Pada kenyataannya, mungkin di pasar banyak kopi palsu yang mengklaim ‘Arabica atau Robusta Sidikalang’ hanya untuk menumpang ketenaran kopi Sidikalang, demi tujuan komersial. Kopi dari daerah-daerah lain yang tak menonjol juga ikut-ikutan mengklaim ‘Kopi Sidikang’. Ini harus segera diakhiri.
Sebenarnya suatu kerugian bagi masa perkopian Sidikalang jika penyimpangan ini ditolerir. Dalam konteks promosi bisa saja bermanfaat. Cuma jangka-pendek. Jangka-panjang adalah survival dengan identitas yang jelas. Ini bisa menjadi penghela untuk pengembangan kepariwisataan dan diikuti oleh perdagangan serta investasi. Branding harus tepat dan ini kunci lebih dari sekadar ‘sustainability’. Dengan kopi khas, maka ini bisa menjadi motor perekonomian ke depan.
Di penduduk lokal memang terdengar mereka menyebut ”Kopi Lesung”, bahwa secara tradisional kopi itu ditumbuk dengan lesung. Ini yang selalu menjadi stok di keluarga dan jumlah yang diolah juga hanya untuk konsumsi keluarga dan tamu. Tidak banyak.
‘Kopi Lesung’ diolah secara sederhana, menggunakan lesung kayu. Kopi ditumbuk secara manual dan diayak untuk memperoleh tekstur yang halus. Prosesnya memerlukan kesabaran, tapi dijamin dengan teknologi sederhana ini kopi terjaga dari mutu dan aromanya. Dengan menggunakan mesin, maka tidak tertutup kemungkinan kopi olahan sudah ‘terkontaminasi’ atau ‘terkena polusi’ yang akan mengubah rasa dan aroma. Ini merusak mutu.
Saya membeli dua kilogram kopi olahan sederhana dari toko, tetapi tidak tahu pasti apakah teknologi pemrosesannya tradisional dengan menggunakan lesung atau cara lain.
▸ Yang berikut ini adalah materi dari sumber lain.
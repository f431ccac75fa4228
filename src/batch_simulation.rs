use crate::algorithms::Algorithm;
use crate::config::Config;
use crate::error::SimulationError;
use crate::simulation::Simulation;
use crate::statistics::Statistics;
use std::fs::{File, OpenOptions};
use std::io::{BufWriter, Write};
use std::time::{Duration, Instant};

const CSV_HEADER: &str = "seed,algorithm,success,steps,visited,static_walls,dynamic_obstacles,path_length,reference_length,route_efficiency,path_blocked";

/// Runs every algorithm over a range of consecutive seeds and appends one
/// CSV row per run.
pub struct BatchSimulation {
    config: Config,
    runs: usize,
    base_seed: u64,
    results: Vec<Statistics>,
    batch_size: usize,
    total_results_written: usize,
    start_time: Instant,
}

impl BatchSimulation {
    pub fn new(config: Config, runs: usize) -> Self {
        let base_seed = config.seed.unwrap_or_else(rand::random);
        BatchSimulation {
            config,
            runs,
            base_seed,
            results: Vec::new(),
            batch_size: 100,
            total_results_written: 0,
            start_time: Instant::now(),
        }
    }

    pub fn with_batch_size(mut self, batch_size: usize) -> Self {
        self.batch_size = batch_size.max(1);
        self
    }

    /// Statistics for every finished run, including those already flushed.
    pub fn results(&self) -> &[Statistics] {
        &self.results
    }

    pub fn run(&mut self) -> Result<(), SimulationError> {
        self.initialize_csv_file()?;
        log::info!(
            "batch: {} runs x {} algorithms from seed {} -> {}",
            self.runs,
            Algorithm::ALL.len(),
            self.base_seed,
            self.config.output_file
        );

        let mut pending = 0;
        let mut last_progress_report = Instant::now();
        let progress_interval = Duration::from_secs(10);

        for run in 0..self.runs {
            let seed = self.base_seed.wrapping_add(run as u64);
            for algorithm in Algorithm::ALL {
                let mut run_config = self.config.clone();
                run_config.algorithm = algorithm;
                run_config.no_visualization = true;

                let outcome = Simulation::with_seed(run_config, seed)?.run()?;
                self.results.push(outcome.statistics);
                pending += 1;
            }

            if pending >= self.batch_size {
                self.flush_results_to_csv(pending)?;
                pending = 0;
            }

            if last_progress_report.elapsed() > progress_interval {
                log::info!(
                    "batch progress: {}/{} runs in {:.1}s",
                    run + 1,
                    self.runs,
                    self.start_time.elapsed().as_secs_f64()
                );
                last_progress_report = Instant::now();
            }
        }

        if pending > 0 {
            self.flush_results_to_csv(pending)?;
        }
        log::info!(
            "batch finished: {} rows in {:.1}s",
            self.total_results_written,
            self.start_time.elapsed().as_secs_f64()
        );
        Ok(())
    }

    fn initialize_csv_file(&self) -> Result<(), SimulationError> {
        let mut file = File::create(&self.config.output_file)?;
        writeln!(file, "{}", CSV_HEADER)?;
        Ok(())
    }

    /// Appends the last `count` results to the output file.
    fn flush_results_to_csv(&mut self, count: usize) -> Result<(), SimulationError> {
        let file = OpenOptions::new()
            .append(true)
            .open(&self.config.output_file)?;
        let mut out = BufWriter::new(file);

        let fresh = &self.results[self.results.len() - count..];
        for stats in fresh {
            writeln!(out, "{}", csv_row(stats))?;
        }
        out.flush()?;

        self.total_results_written += count;
        log::debug!("flushed {} rows (total {})", count, self.total_results_written);
        Ok(())
    }

    pub fn print_summary(&self) {
        println!("\n=== BATCH SUMMARY ===");
        for algorithm in Algorithm::ALL {
            let runs: Vec<_> = self.results.iter().filter(|s| s.algorithm == algorithm).collect();
            if runs.is_empty() {
                continue;
            }
            let successful: Vec<_> = runs.iter().filter(|s| s.success()).collect();
            let success_rate = successful.len() as f64 / runs.len() as f64 * 100.0;
            println!("{}:", algorithm);
            println!("  Success rate: {}/{} ({:.1}%)", successful.len(), runs.len(), success_rate);

            if !successful.is_empty() {
                let n = successful.len() as f64;
                let avg_steps = successful.iter().map(|s| s.steps as f64).sum::<f64>() / n;
                let avg_efficiency = successful.iter().map(|s| s.route_efficiency).sum::<f64>() / n;
                let blocked = successful.iter().filter(|s| s.path_blocked).count();
                println!("  Average steps: {:.1}", avg_steps);
                println!("  Average efficiency: {:.3}", avg_efficiency);
                println!("  Routes blocked afterwards: {}", blocked);
            }
        }
    }
}

fn csv_row(stats: &Statistics) -> String {
    let optional = |v: Option<usize>| v.map_or(String::new(), |n| n.to_string());
    format!(
        "{},{},{},{},{},{},{},{},{},{:.6},{}",
        stats.seed,
        stats.algorithm.slug(),
        stats.success(),
        stats.steps,
        stats.visited,
        stats.static_walls,
        stats.dynamic_obstacles,
        optional(stats.path_length),
        optional(stats.reference_length),
        stats.route_efficiency,
        stats.path_blocked
    )
}
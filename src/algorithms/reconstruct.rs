use crate::error::SearchError;
use crate::grid::Position;
use rustc_hash::FxHashMap;

/// Walks `parent` back from `terminal` to `start` and returns the route in
/// start-to-terminal order.
///
/// Fails when the chain dead-ends or loops before reaching `start`.
pub fn reconstruct_path(
    parent: &FxHashMap<Position, Position>,
    start: Position,
    terminal: Position,
) -> Result<Vec<Position>, SearchError> {
    let broken = || SearchError::BrokenParentChain { start, terminal };

    let mut path = vec![terminal];
    let mut node = terminal;
    while node != start {
        // A chain longer than the map has entries must revisit a node.
        if path.len() > parent.len() + 1 {
            return Err(broken());
        }
        node = *parent.get(&node).ok_or_else(broken)?;
        path.push(node);
    }
    path.reverse();
    Ok(path)
}
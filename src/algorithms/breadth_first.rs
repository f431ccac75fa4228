use crate::algorithms::common::{Observation, Outcome, SearchEvent, SearchProcess};
use crate::algorithms::reconstruct::reconstruct_path;
use crate::algorithms::Algorithm;
use crate::error::SearchError;
use crate::grid::{Grid, Position};
use rustc_hash::{FxHashMap, FxHashSet};
use std::collections::VecDeque;

/// Breadth-first search with a FIFO frontier. Nodes are marked visited
/// when enqueued, so each position enters the queue at most once and the
/// returned route has the fewest moves.
pub struct BreadthFirst {
    start: Position,
    target: Position,
    frontier: VecDeque<Position>,
    visited: FxHashSet<Position>,
    parent: FxHashMap<Position, Position>,
    /// Emitted but not yet tested or expanded.
    pending: Option<Position>,
    outcome: Outcome,
}

impl BreadthFirst {
    pub fn new(start: Position, target: Position) -> Self {
        let mut visited = FxHashSet::default();
        visited.insert(start);
        BreadthFirst {
            start,
            target,
            frontier: VecDeque::from([start]),
            visited,
            parent: FxHashMap::default(),
            pending: None,
            outcome: Outcome::default(),
        }
    }
}

impl SearchProcess for BreadthFirst {
    fn step(&mut self, grid: &Grid) -> Result<SearchEvent, SearchError> {
        if let Some(done) = self.outcome.get() {
            return Ok(done);
        }

        if let Some(current) = self.pending.take() {
            if current == self.target {
                let path = reconstruct_path(&self.parent, self.start, self.target)?;
                return Ok(self.outcome.finish(Algorithm::BreadthFirst, Some(path)));
            }
            for neighbor in grid.neighbors(current) {
                if self.visited.insert(neighbor) {
                    self.parent.insert(neighbor, current);
                    self.frontier.push_back(neighbor);
                }
            }
        }

        let Some(current) = self.frontier.pop_front() else {
            return Ok(self.outcome.finish(Algorithm::BreadthFirst, None));
        };
        self.pending = Some(current);
        Ok(SearchEvent::Step(Observation {
            current,
            frontier: self.frontier.iter().copied().collect(),
            visited: self.visited.clone(),
        }))
    }

    fn algorithm(&self) -> Algorithm {
        Algorithm::BreadthFirst
    }
}
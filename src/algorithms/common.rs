use crate::algorithms::Algorithm;
use crate::error::SearchError;
use crate::grid::{Grid, Position};
use rustc_hash::FxHashSet;

/// The eight move offsets as (row, col) deltas. The order is the
/// tie-breaker every strategy expands neighbours in.
pub const MOVES: [(isize, isize); 8] = [
    (-1, 0),  // up
    (0, 1),   // right
    (1, 0),   // down
    (1, 1),   // down-right
    (0, -1),  // left
    (-1, -1), // up-left
    (-1, 1),  // up-right
    (1, -1),  // down-left
];

/// State exposed after one expansion step.
#[derive(Debug, Clone, PartialEq, Eq)]
pub struct Observation {
    pub current: Position,
    /// Positions to highlight as pending; ordering depends on the strategy.
    pub frontier: Vec<Position>,
    pub visited: FxHashSet<Position>,
}

#[derive(Debug, Clone, PartialEq, Eq)]
pub enum SearchEvent {
    Step(Observation),
    /// `None` means the reachable space was exhausted without hitting the target.
    Finished(Option<Vec<Position>>),
}

impl SearchEvent {
    pub fn is_finished(&self) -> bool {
        matches!(self, SearchEvent::Finished(_))
    }
}

/// A resumable search bound to a start and target.
///
/// Each call to `step` does the work left over from the previous
/// observation, then either emits the next observation or finishes. The
/// grid is only borrowed for the duration of a call, so the caller is free
/// to mutate it between calls. Dropping the process abandons the search.
pub trait SearchProcess {
    fn step(&mut self, grid: &Grid) -> Result<SearchEvent, SearchError>;

    fn algorithm(&self) -> Algorithm;

    /// Steps until the process finishes, without interleaving anything.
    fn run_to_end(&mut self, grid: &Grid) -> Result<Option<Vec<Position>>, SearchError> {
        loop {
            if let SearchEvent::Finished(path) = self.step(grid)? {
                return Ok(path);
            }
        }
    }
}

/// Terminal slot shared by the state machines: once set, every later
/// `step` replays it.
#[derive(Debug, Default)]
pub(crate) struct Outcome(Option<Option<Vec<Position>>>);

impl Outcome {
    pub(crate) fn get(&self) -> Option<SearchEvent> {
        self.0.clone().map(SearchEvent::Finished)
    }

    pub(crate) fn finish(
        &mut self,
        algorithm: Algorithm,
        path: Option<Vec<Position>>,
    ) -> SearchEvent {
        match &path {
            Some(p) => log::debug!("{algorithm}: path found with {} nodes", p.len()),
            None => log::debug!("{algorithm}: no path found"),
        }
        self.0 = Some(path.clone());
        SearchEvent::Finished(path)
    }
}
use clap::Parser;
use rand::rngs::StdRng;
use rand::{Rng, SeedableRng};

use uninformed_search::config::Config;
use uninformed_search::monitor::blocked_positions;
use uninformed_search::simulation::shortest_route_length;
use uninformed_search::{path_blocked, Algorithm, Cell, Grid, Position, SearchEvent};

const DEPTH_LIMIT: usize = 100;
const MAX_DEPTH: usize = 50;

fn p(row: usize, col: usize) -> Position {
    Position::new(row, col)
}

fn random_grid(seed: u64) -> Grid {
    let config = Config::parse_from([
        "uninformed_search",
        "--rows",
        "10",
        "--cols",
        "10",
        "--target",
        "8,9",
        "--wall-probability",
        "0.3",
    ]);
    let mut rng = StdRng::seed_from_u64(seed);
    Grid::generate(&config, &mut rng).unwrap()
}

fn solve(algorithm: Algorithm, grid: &Grid) -> Option<Vec<Position>> {
    algorithm
        .build(grid.start(), grid.target(), DEPTH_LIMIT, MAX_DEPTH)
        .run_to_end(grid)
        .unwrap()
}

fn assert_well_formed(algorithm: Algorithm, grid: &Grid, path: &[Position]) {
    assert_eq!(path.first(), Some(&grid.start()), "{algorithm} route must leave from start");
    assert_eq!(path.last(), Some(&grid.target()), "{algorithm} route must end at target");
    for pair in path.windows(2) {
        assert!(
            pair[0].is_adjacent(pair[1]),
            "{algorithm}: {} -> {} is not a single move",
            pair[0],
            pair[1]
        );
    }
}

#[test]
fn every_route_is_a_chain_of_single_moves() {
    for seed in 0..40 {
        let grid = random_grid(seed);
        for algorithm in Algorithm::ALL {
            if let Some(path) = solve(algorithm, &grid) {
                assert_well_formed(algorithm, &grid, &path);
                assert!(path.iter().all(|&pos| grid.is_valid(pos)));
            }
        }
    }
}

#[test]
fn breadth_first_matches_the_shortest_route() {
    for seed in 0..40 {
        let grid = random_grid(seed);
        let found = solve(Algorithm::BreadthFirst, &grid).map(|path| path.len());
        assert_eq!(found, shortest_route_length(&grid), "seed {seed}");
        assert_eq!(solve(Algorithm::UniformCost, &grid).map(|path| path.len()), found);
        assert_eq!(solve(Algorithm::Bidirectional, &grid).map(|path| path.len()), found);
    }
}

#[test]
fn complete_strategies_agree_on_reachability() {
    for seed in 0..40 {
        let grid = random_grid(seed);
        let reachable = shortest_route_length(&grid).is_some();
        for algorithm in [Algorithm::BreadthFirst, Algorithm::DepthFirst, Algorithm::UniformCost] {
            assert_eq!(solve(algorithm, &grid).is_some(), reachable, "{algorithm} seed {seed}");
        }
    }
}

#[test]
fn depth_first_and_uniform_cost_expand_each_cell_once() {
    for seed in 0..20 {
        let grid = random_grid(seed);
        for algorithm in [Algorithm::DepthFirst, Algorithm::UniformCost] {
            let mut process = algorithm.build(grid.start(), grid.target(), DEPTH_LIMIT, MAX_DEPTH);
            let mut expanded = std::collections::HashSet::new();
            loop {
                match process.step(&grid).unwrap() {
                    SearchEvent::Step(obs) => {
                        if !obs.visited.contains(&obs.current) {
                            assert!(
                                expanded.insert(obs.current),
                                "{algorithm} re-expanded {}",
                                obs.current
                            );
                        }
                    }
                    SearchEvent::Finished(_) => break,
                }
            }
        }
    }
}

#[test]
fn three_by_three_open_grid() {
    let grid = Grid::from_layout(&["S..", "...", "..T"], 0.0).unwrap();
    let mut bfs =
        Algorithm::BreadthFirst.build(grid.start(), grid.target(), DEPTH_LIMIT, MAX_DEPTH);
    match bfs.step(&grid).unwrap() {
        SearchEvent::Step(obs) => assert_eq!(obs.current, p(0, 0)),
        other => panic!("expected a step, got {other:?}"),
    }
    assert_eq!(bfs.run_to_end(&grid).unwrap(), Some(vec![p(0, 0), p(1, 1), p(2, 2)]));
}

#[test]
fn start_on_target_inside_walls_succeeds_everywhere() {
    let grid = Grid::from_layout(&["###", "#*#", "###"], 0.0).unwrap();
    for algorithm in Algorithm::ALL {
        assert_eq!(solve(algorithm, &grid), Some(vec![p(1, 1)]), "{algorithm}");
    }
}

#[test]
fn enclosed_target_exhausts_the_complete_strategies() {
    let grid = Grid::from_layout(&["S....", ".....", "...##", "...#T"], 0.0).unwrap();
    for algorithm in [Algorithm::BreadthFirst, Algorithm::DepthFirst, Algorithm::UniformCost] {
        let mut process = algorithm.build(grid.start(), grid.target(), DEPTH_LIMIT, MAX_DEPTH);
        let mut observed = std::collections::HashSet::new();
        let path = loop {
            match process.step(&grid).unwrap() {
                SearchEvent::Step(obs) => {
                    observed.insert(obs.current);
                }
                SearchEvent::Finished(path) => break path,
            }
        };
        assert_eq!(path, None, "{algorithm}");
        // Every reachable cell was looked at before giving up.
        assert_eq!(observed.len(), 16, "{algorithm}");
    }
}

#[test]
fn iterative_deepening_cap_hides_long_corridors() {
    let mut layout = String::from("S");
    layout.push_str(&".".repeat(54));
    layout.push('T');
    let grid = Grid::from_layout(&[layout.as_str()], 0.0).unwrap();

    let shortest = solve(Algorithm::BreadthFirst, &grid).unwrap();
    assert_eq!(shortest.len() - 1, 55);
    assert_eq!(solve(Algorithm::IterativeDeepening, &grid), None);

    let mut uncapped =
        Algorithm::IterativeDeepening.build(grid.start(), grid.target(), DEPTH_LIMIT, 56);
    assert_eq!(uncapped.run_to_end(&grid).unwrap(), Some(shortest));
}

#[test]
fn obstacles_injected_between_steps_are_never_crossed() {
    for seed in 0..20 {
        for algorithm in Algorithm::ALL {
            let mut grid = random_grid(seed);
            let mut rng = StdRng::seed_from_u64(seed ^ 0x5eed);
            let mut process = algorithm.build(grid.start(), grid.target(), DEPTH_LIMIT, MAX_DEPTH);
            let mut spawned = Vec::new();

            let path = loop {
                match process.step(&grid).unwrap() {
                    SearchEvent::Step(_) => {
                        let pos = p(rng.gen_range(0..grid.rows()), rng.gen_range(0..grid.cols()));
                        if grid.place_dynamic_obstacle(pos) {
                            spawned.push(pos);
                        }
                    }
                    SearchEvent::Finished(path) => break path,
                }
            };

            assert!(spawned.iter().all(|&pos| grid.cell(pos) == Some(Cell::DynamicWall)));
            assert_eq!(grid.cell(grid.start()), Some(Cell::Start));
            assert_eq!(grid.cell(grid.target()), Some(Cell::Target));

            if let Some(path) = path {
                assert_well_formed(algorithm, &grid, &path);
                assert!(path.iter().all(|&pos| grid.cell(pos) != Some(Cell::StaticWall)));
                assert_eq!(
                    path_blocked(&grid, &path),
                    blocked_positions(&grid, &path).next().is_some()
                );
            }
        }
    }
}

#[test]
fn abandoning_a_search_leaves_the_grid_untouched() {
    let grid = random_grid(3);
    let before = grid.cells().to_vec();
    for algorithm in Algorithm::ALL {
        let mut process = algorithm.build(grid.start(), grid.target(), DEPTH_LIMIT, MAX_DEPTH);
        for _ in 0..5 {
            process.step(&grid).unwrap();
        }
        drop(process);
    }
    assert_eq!(grid.cells(), before.as_slice());
}
//! The demo sequence: load a model, build a chat client and agent, ask one question.

use std::io::Write;

use anyhow::{Context, Result};
use tracing::{debug, info, warn};

use crate::config::AppConfig;
use crate::foundry::{self, FoundryLocalManager};
use crate::llm::{self, ChatAgent};

/// Attach to the configured service, or discover it through the `foundry` CLI.
async fn manager(config: &AppConfig) -> Result<FoundryLocalManager> {
    let manager = match config.service_url {
        Some(ref url) => FoundryLocalManager::with_service_uri(url, &config.api_key)?,
        None => FoundryLocalManager::start(&config.api_key).await.context("Failed to start Foundry Local service")?,
    };

    info!("Foundry Local service URL: {}", manager.service_uri());
    info!("Foundry Local service status: running={}", manager.is_service_running().await);
    Ok(manager)
}

/// Run the agent sequence, writing status lines and the reply to `out`.
///
/// # Errors
/// Any failure ends the sequence; nothing is retried.
pub async fn run<W: Write>(config: &AppConfig, out: &mut W) -> Result<()> {
    let manager = manager(config).await?;

    let model = manager.load_model(&config.model, config.ttl()).await.with_context(|| format!("Failed to load model '{}'", config.model))?;
    writeln!(out, "Loaded model: {}", model.id)?;
    writeln!(out, "Model details: {}", manager.endpoint())?;

    match manager.list_loaded_models().await {
        Ok(loaded) => info!("Models running in the service: {:?}", loaded),
        Err(e) => warn!("Could not list loaded models: {}", e),
    }

    let client = llm::connect(&manager.endpoint(), manager.api_key(), &model.id)?;
    let agent = ChatAgent::new(client, &config.instructions, &config.name);

    info!("Asking {}: {}", agent.name(), config.prompt);
    let response = if config.stream {
        let response = agent.run_stream(&config.prompt, out).await?;
        writeln!(out)?;
        response
    } else {
        let response = agent.run(&config.prompt).await?;
        writeln!(out, "{}", response)?;
        response
    };
    debug!("Reply from {} ({})", response.agent_name, response.model_id);

    Ok(())
}

/// Write the service catalog to `out`, marking cached models.
pub async fn list_models<W: Write>(config: &AppConfig, out: &mut W) -> Result<()> {
    let manager = manager(config).await?;
    let catalog = manager.list_catalog_models().await.context("Failed to fetch model catalog")?;
    let cached = manager.list_cached_models().await.context("Failed to list cached models")?;
    foundry::print_catalog(out, catalog, &cached)?;
    Ok(())
}
//! Configuration module for the Foundry agent.
//!
//! Provides CLI argument parsing and configuration management.

#[allow(clippy::module_inception)]
mod config;

pub use config::AppConfig;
Yang jelas, menurut pedagang yang tidak banyak memiliki stok langganannya dari Malaysia menyukai kopi ini. Saya mencoba mengolahnya ketika kembali ke Jakarta. Memang, rasa dan aromanya berbeda dengan apa yang selama ini saya kenal sebagai ‘Kopi Sidikalang’. Lebih mantap.
Saya berjanji pada diri sendiri jika akan berkunjung kembali ke Sidikalang, maka kopi ini menjadi agenda utama. Saya harus menemukan proses ‘Kopi Lesung’ untuk memastikan bahwa kopi yang akan saya bawa kembali ke Jakarta memang jenis ini. Kunjungan ke Museum Kopi pastilah akan menambah khazanah saya.
Dan, tentu teman-teman penggemar kopi bila mampir ke rumah akan saya suguhi Kopi Sidikalang dengan cita rasa dan aroma yang lebih hebat dari apa yang mereka kenal selama ini. Dan, ini penting bagi saya sendiri. Ngopi yok!